In terms of statistics, it is more or less bare. However, there is enough
there to understand the overall organisation: clients connect to the
front-end boxes, which then distribute the connections to the backend
boxes according to URL and backend load levels.

> What information is on their website is mostly meaningless.  They don't
> explain what technology they use to achieve takeover by the hot standby
> machine in case of failure. 

There isn't a hot standby machine, which would explain that :-)

It uses a pair of machines, both serving requests simultaneously. A simple
round robin would achieve this (although they may well use some IP
takeover system as well).

> I assume arp tricks, but who knows.  They say they support HTTP/1.1
> features and SSL, with the SSL load balanced across the backend.  I
> don't see how they could do both of those things at once, but they
> don't mention the conflict. 

I don't see one. They DO point out that the HTTP/1.1 handling is for HTTP
sessions (non-SSL); for SSL, it just byte forwards, with (I think) some
logic to try to keep sessions with the same backend box that handled them
the last time.

> They also point out their support for chunked encoding and byte
> ranges, but I can't imagine how this amounts to anything more than
> straight packet forwarding until the connection closes.

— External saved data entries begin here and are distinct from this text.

//! Identity-document submission over a private network.
//!
//! A submitter connects to the operator, announces the size of an encoded
//! [`Bundle`] (document plus contact details) and sends it. The operator's
//! process tracks every connection in a [`SessionRegistry`], stores each
//! received document under a per-session directory and lets the operator
//! answer any completed session with issued credentials.
//!
//! ```no_run
//! use regmaster::{ClientConfig, Bundle, SubmitterInfo};
//! # async fn demo() -> regmaster::Result<()> {
//! let bundle = Bundle::from_path(
//!     "/path/id.jpg",
//!     SubmitterInfo::new("Jane Doe", "Tech U", "555-0100"),
//! )?;
//! let response =
//!     regmaster::client::submit(ClientConfig::new("10.0.0.5:55000"), &bundle)
//!         .await?;
//! println!("{response}");
//! # Ok(())
//! # }
//! ```

pub mod bundle;
pub mod channel;
pub mod client;
pub mod config;
pub mod errors;
pub mod events;
pub mod registry;
pub mod server;
pub mod session;
pub mod storage;

pub use bundle::{Bundle, SubmitterInfo};
pub use channel::{
    Announcement, ChannelOptions, FramedChannel, Transfer,
    DEFAULT_CHUNK_SIZE, DISCONNECT_SENTINEL,
};
pub use client::{SubmitterSession, SubmitterState};
pub use config::{AcceptPolicy, ClientConfig, ServerConfig, DEFAULT_PORT};
pub use errors::{RegError, Result};
pub use events::{ServerEvent, ServerSubscriber};
pub use registry::SessionRegistry;
pub use server::{Credentials, OperatorHandle, Server};
pub use session::{Phase, SessionId, SessionSnapshot};
pub use storage::DocumentStore;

It's not packet forwarding; it's basically an HTTP/1.1 enabled mod_proxy,
with SSL support.

> For the money they want, they are competing against ASIC-based packet
> routing technology.  The hardware load balancers can forward packets at
> rates of 100,000 packets/sec, with latencies <10 microseconds.  Their
> decision engines are pretty quick, too, although I don't have hard numbers
> on them.

I agree; for an expensive, proprietary system, this doesn't seem very
desirable. However, a free open source one could be more attractive...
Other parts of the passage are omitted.